**** ENTRIES SHOWN

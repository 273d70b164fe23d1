use sqlx::{postgres::PgPoolOptions, PgPool};
use tracing::debug;

use crate::config::DatabaseConfig;

/// One independent connection pool; every dispatcher worker owns its own
pub struct DatabaseConnection {
    pool: PgPool,
}

impl DatabaseConnection {
    pub async fn connect(config: &DatabaseConfig) -> Result<Self, sqlx::Error> {
        let pool = PgPoolOptions::new()
            .max_connections(config.max_connections)
            .acquire_timeout(config.acquire_timeout())
            .test_before_acquire(true)
            .connect(&config.url)
            .await?;

        debug!(
            max_connections = config.max_connections,
            "💾 DATABASE: Connection pool established"
        );

        Ok(Self { pool })
    }

    pub fn pool(&self) -> &PgPool {
        &self.pool
    }
}
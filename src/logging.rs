//! # Structured Logging Module
//!
//! Environment-aware structured logging that outputs to the console and to a
//! JSON log file, so long translation runs can be inspected after the fact.

use chrono::Utc;
use std::fs;
use std::path::PathBuf;
use std::process;
use std::sync::OnceLock;
use tracing_subscriber::{fmt, layer::SubscriberExt, util::SubscriberInitExt, EnvFilter, Layer};

static LOGGER_INITIALIZED: OnceLock<()> = OnceLock::new();

/// Initialize structured logging with environment-specific configuration
pub fn init_structured_logging() {
    LOGGER_INITIALIZED.get_or_init(|| {
        let environment = get_environment();
        let log_level = get_log_level(&environment);

        let console_layer = fmt::layer()
            .with_target(true)
            .with_thread_ids(true)
            .with_level(true)
            .with_ansi(true)
            .with_filter(build_filter(&log_level));

        let log_dir = PathBuf::from("log");
        if let Err(e) = fs::create_dir_all(&log_dir) {
            // Console output only; a missing log directory must not stop a run
            let _ = tracing_subscriber::registry().with(console_layer).try_init();
            tracing::warn!(error = %e, "Could not create log directory, logging to console only");
            return;
        }

        let pid = process::id();
        let timestamp = Utc::now().format("%Y%m%d_%H%M%S").to_string();
        let log_filename = format!("enricher.{environment}.{pid}.{timestamp}.log");
        let log_path = log_dir.join(&log_filename);

        let file_appender = tracing_appender::rolling::never(&log_dir, &log_filename);
        let (file_writer, guard) = tracing_appender::non_blocking(file_appender);

        let subscriber = tracing_subscriber::registry().with(console_layer).with(
            fmt::layer()
                .with_writer(file_writer)
                .with_target(true)
                .with_thread_ids(true)
                .with_level(true)
                .with_ansi(false)
                .json()
                .with_filter(build_filter(&log_level)),
        );

        if subscriber.try_init().is_err() {
            tracing::debug!("Global tracing subscriber already initialized - continuing with existing subscriber");
        }

        tracing::info!(
            pid = pid,
            environment = %environment,
            log_file = %log_path.display(),
            "🔧 STRUCTURED LOGGING: Initialized with file output"
        );

        // The writer must outlive every span for the rest of the process
        std::mem::forget(guard);
    });
}

/// `RUST_LOG` wins over the environment default when present
fn build_filter(default_level: &str) -> EnvFilter {
    EnvFilter::try_from_default_env().unwrap_or_else(|_| EnvFilter::new(default_level))
}

/// Get current environment from environment variables
pub(crate) fn get_environment() -> String {
    std::env::var("ENRICHER_ENV")
        .or_else(|_| std::env::var("APP_ENV"))
        .unwrap_or_else(|_| "development".to_string())
        .to_lowercase()
}

/// Get log level based on environment
fn get_log_level(environment: &str) -> String {
    match environment {
        "production" => "info".to_string(),
        _ => "debug".to_string(),
    }
}

/// Log structured data for batch operations
pub fn log_batch_operation(
    operation: &str,
    batch_number: usize,
    batch_size: usize,
    status: &str,
    details: Option<&str>,
) {
    tracing::info!(
        operation = %operation,
        batch_number = batch_number,
        batch_size = batch_size,
        status = %status,
        details = details,
        timestamp = %Utc::now().to_rfc3339(),
        "📦 BATCH_OPERATION"
    );
}

/// Log structured data for single-record store operations
pub fn log_record_operation(
    operation: &str,
    record_id: &str,
    status: &str,
    attempts: u32,
    details: Option<&str>,
) {
    tracing::debug!(
        operation = %operation,
        record_id = %short_id(record_id),
        status = %status,
        attempts = attempts,
        details = details,
        timestamp = %Utc::now().to_rfc3339(),
        "💾 RECORD_OPERATION"
    );
}

/// Log error with full context
pub fn log_error(component: &str, operation: &str, error: &str, context: Option<&str>) {
    tracing::error!(
        component = %component,
        operation = %operation,
        error = %error,
        context = context,
        timestamp = %Utc::now().to_rfc3339(),
        "❌ ERROR"
    );
}

/// Record ids are long hex condition ids; logs only need a recognizable prefix
pub fn short_id(record_id: &str) -> &str {
    match record_id.char_indices().nth(10) {
        Some((idx, _)) => &record_id[..idx],
        None => record_id,
    }
}

#[cfg(test)]
mod tests {
    use super::*;

    #[test]
    fn test_log_level_mapping() {
        assert_eq!(get_log_level("test"), "debug");
        assert_eq!(get_log_level("development"), "debug");
        assert_eq!(get_log_level("production"), "info");
        assert_eq!(get_log_level("unknown"), "debug");
    }

    #[test]
    fn test_short_id_truncates_long_ids() {
        assert_eq!(short_id("0x1234567890abcdef"), "0x12345678");
        assert_eq!(short_id("abc"), "abc");
    }
}
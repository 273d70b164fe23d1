//! # Database Operations
//!
//! Connection management for the record store. Workers never share a pool:
//! each one opens its own [`DatabaseConnection`] so a slow write in one batch
//! cannot queue behind another worker's statements.

pub mod connection;

pub use connection::DatabaseConnection;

********

__ASSIGNED TASK__:
Go through the entries above and copy each line with "every" in it.

__RESPONSE BELOW__:
/// One independent connection pool; every dispatcher worker owns its own
        // The writer must outlive every span for the rest of the process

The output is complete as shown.